Yeah, I agree. I live in an EU country where firing people is normal... It's also the country with lowest unemployment rate in EU.
Maybe if you do simple low skilled manual labor and have large employee churn. (Can't read the article.) Companies doing high technology work are more constrained by actually being able to find capable people, no matter where they operate.

I don't think tech companies in countries like Finland find unions or legislation a problem whatsoever at all. NVidia has a small technology development office here in Helsinki. I bet they have to pay a lot less than in Silicon Valley.

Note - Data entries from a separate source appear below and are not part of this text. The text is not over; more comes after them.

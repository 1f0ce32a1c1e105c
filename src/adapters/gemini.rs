use crate::core::parser::parse_sermon;
use crate::core::prompt::{build_user_prompt, DEFAULT_SYSTEM_INSTRUCTION};
use crate::domain::model::{BlogPost, NewsletterContent};
use crate::domain::ports::CompletionClient;
use crate::utils::error::{Result, SermonError};
use async_trait::async_trait;
use reqwest::Client;
use serde::{Deserialize, Serialize};

pub const DEFAULT_ENDPOINT: &str = "https://generativelanguage.googleapis.com";
pub const DEFAULT_MODEL: &str = "gemini-2.5-flash";

#[derive(Debug, Serialize)]
#[serde(rename_all = "camelCase")]
struct GenerateContentRequest<'a> {
    system_instruction: Content<'a>,
    contents: Vec<Content<'a>>,
}

#[derive(Debug, Serialize)]
struct Content<'a> {
    #[serde(skip_serializing_if = "Option::is_none")]
    role: Option<&'a str>,
    parts: Vec<Part<'a>>,
}

#[derive(Debug, Serialize)]
struct Part<'a> {
    text: &'a str,
}

#[derive(Debug, Deserialize)]
struct GenerateContentResponse {
    #[serde(default)]
    candidates: Vec<Candidate>,
}

#[derive(Debug, Deserialize)]
struct Candidate {
    content: Option<CandidateContent>,
}

#[derive(Debug, Deserialize)]
struct CandidateContent {
    #[serde(default)]
    parts: Vec<ResponsePart>,
}

#[derive(Debug, Deserialize)]
struct ResponsePart {
    text: Option<String>,
}

impl GenerateContentResponse {
    /// Concatenated text parts of the first candidate.
    fn text(self) -> Option<String> {
        let parts = self.candidates.into_iter().next()?.content?.parts;
        let texts: Vec<String> = parts.into_iter().filter_map(|p| p.text).collect();
        if texts.is_empty() {
            None
        } else {
            Some(texts.concat())
        }
    }
}

#[derive(Debug, Deserialize)]
struct ApiErrorEnvelope {
    error: ApiError,
}

#[derive(Debug, Deserialize)]
struct ApiError {
    message: String,
}

pub struct GeminiClient {
    client: Client,
    endpoint: String,
    model: String,
    api_key: String,
    system_instruction: String,
}

impl GeminiClient {
    pub fn new(
        client: Client,
        endpoint: impl Into<String>,
        model: impl Into<String>,
        api_key: impl Into<String>,
    ) -> Self {
        Self {
            client,
            endpoint: endpoint.into(),
            model: model.into(),
            api_key: api_key.into(),
            system_instruction: DEFAULT_SYSTEM_INSTRUCTION.to_string(),
        }
    }

    pub fn with_system_instruction(mut self, instruction: impl Into<String>) -> Self {
        self.system_instruction = instruction.into();
        self
    }

    fn request_url(&self) -> String {
        format!(
            "{}/v1beta/models/{}:generateContent",
            self.endpoint.trim_end_matches('/'),
            self.model
        )
    }

    async fn complete(&self, newsletter: &NewsletterContent) -> Result<String> {
        let prompt = build_user_prompt(newsletter);
        let request = GenerateContentRequest {
            system_instruction: Content {
                role: None,
                parts: vec![Part {
                    text: &self.system_instruction,
                }],
            },
            contents: vec![Content {
                role: Some("user"),
                parts: vec![Part { text: &prompt }],
            }],
        };

        tracing::debug!("Requesting completion from model {}", self.model);
        let response = self
            .client
            .post(self.request_url())
            .header("x-goog-api-key", &self.api_key)
            .json(&request)
            .send()
            .await
            .map_err(|e| SermonError::generation(e.to_string()))?;

        let status = response.status();
        let body = response
            .text()
            .await
            .map_err(|e| SermonError::generation(e.to_string()))?;

        if !status.is_success() {
            let message = match serde_json::from_str::<ApiErrorEnvelope>(&body) {
                Ok(envelope) => envelope.error.message,
                Err(_) => format!("HTTP {}: {}", status.as_u16(), body),
            };
            return Err(SermonError::generation(message));
        }

        let parsed: GenerateContentResponse = serde_json::from_str(&body)
            .map_err(|e| SermonError::generation(format!("Unexpected response: {}", e)))?;

        parsed
            .text()
            .ok_or_else(|| SermonError::generation("Response contained no text"))
    }
}

#[async_trait]
impl CompletionClient for GeminiClient {
    async fn generate(&self, newsletter: &NewsletterContent) -> Result<BlogPost> {
        match self.complete(newsletter).await {
            Ok(text) => Ok(parse_sermon(&text)),
            Err(e) => {
                tracing::error!("Error generating blog post: {}", e);
                Err(e)
            }
        }
    }
}

#[cfg(test)]
mod tests {
    use super::*;
    use httpmock::prelude::*;

    const PATH: &str = "/v1beta/models/gemini-2.5-flash:generateContent";

    fn client_for(server: &MockServer) -> GeminiClient {
        GeminiClient::new(Client::new(), server.base_url(), DEFAULT_MODEL, "test-key")
            .with_system_instruction("You are OMEGA.")
    }

    fn reply(text: &str) -> serde_json::Value {
        serde_json::json!({
            "candidates": [{
                "content": { "role": "model", "parts": [{ "text": text }] },
                "finishReason": "STOP"
            }]
        })
    }

    #[tokio::test]
    async fn test_generate_sends_instruction_and_prompt() {
        let server = MockServer::start();
        let api_mock = server.mock(|when, then| {
            when.method(POST)
                .path(PATH)
                .header("x-goog-api-key", "test-key")
                .json_body(serde_json::json!({
                    "systemInstruction": { "parts": [{ "text": "You are OMEGA." }] },
                    "contents": [{
                        "role": "user",
                        "parts": [{ "text": "USER QUERY: Based on the following daily newsletter content, please generate the OMEGA blog sermon as per your system instructions.\n\n---\n\nTop story: X happened.\n" }]
                    }]
                }));
            then.status(200)
                .header("Content-Type", "application/json")
                .json_body(reply("## The Serpent's Bite\nBeloved seekers, ...\n"));
        });

        let post = client_for(&server)
            .generate(&NewsletterContent::new("Top story: X happened.\n"))
            .await
            .unwrap();

        api_mock.assert();
        assert_eq!(post, BlogPost::new("The Serpent's Bite", "Beloved seekers, ..."));
    }

    #[tokio::test]
    async fn test_generate_concatenates_parts() {
        let server = MockServer::start();
        server.mock(|when, then| {
            when.method(POST).path(PATH);
            then.status(200).json_body(serde_json::json!({
                "candidates": [{
                    "content": { "parts": [{ "text": "# Title\nFirst " }, { "text": "second" }] }
                }]
            }));
        });

        let post = client_for(&server)
            .generate(&NewsletterContent::new("news"))
            .await
            .unwrap();

        assert_eq!(post.title, "Title");
        assert_eq!(post.body, "First second");
    }

    #[tokio::test]
    async fn test_api_error_message_is_wrapped() {
        let server = MockServer::start();
        server.mock(|when, then| {
            when.method(POST).path(PATH);
            then.status(400).json_body(serde_json::json!({
                "error": { "code": 400, "message": "API key not valid.", "status": "INVALID_ARGUMENT" }
            }));
        });

        let err = client_for(&server)
            .generate(&NewsletterContent::new("news"))
            .await
            .unwrap_err();

        assert_eq!(
            err.to_string(),
            "Failed to generate spiritual sermon. Details: API key not valid."
        );
    }

    #[tokio::test]
    async fn test_non_json_error_keeps_status() {
        let server = MockServer::start();
        server.mock(|when, then| {
            when.method(POST).path(PATH);
            then.status(503).body("upstream unavailable");
        });

        let err = client_for(&server)
            .generate(&NewsletterContent::new("news"))
            .await
            .unwrap_err();

        assert!(matches!(err, SermonError::Generation { .. }));
        assert!(err.to_string().contains("HTTP 503: upstream unavailable"));
    }

    #[tokio::test]
    async fn test_empty_candidates_is_generation_error() {
        let server = MockServer::start();
        server.mock(|when, then| {
            when.method(POST).path(PATH);
            then.status(200).json_body(serde_json::json!({ "candidates": [] }));
        });

        let err = client_for(&server)
            .generate(&NewsletterContent::new("news"))
            .await
            .unwrap_err();

        assert!(err.to_string().contains("Response contained no text"));
    }

    #[tokio::test]
    async fn test_unreachable_endpoint_is_generation_error() {
        let client = GeminiClient::new(Client::new(), "http://127.0.0.1:1", DEFAULT_MODEL, "k");
        let err = client
            .generate(&NewsletterContent::new("news"))
            .await
            .unwrap_err();

        assert!(matches!(err, SermonError::Generation { .. }));
    }
}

The article can be read here - https://archive.ph/ejx8K
Person doesn't get European tech. They list Nokia, SAP, Ericsson and Volkswagen, all more or less dinosaurs.
... agreed some decline for Nokia - but still Nokia revenue for the twelve months ending September 30, 2023 was $25.646B... SAP forecasted to range from €29.0 to €29.5 billion at constant currencies, up from €26.93 billion in 2023. Ericsson revenue for the twelve months ending September 30, 2023 was $26.263B.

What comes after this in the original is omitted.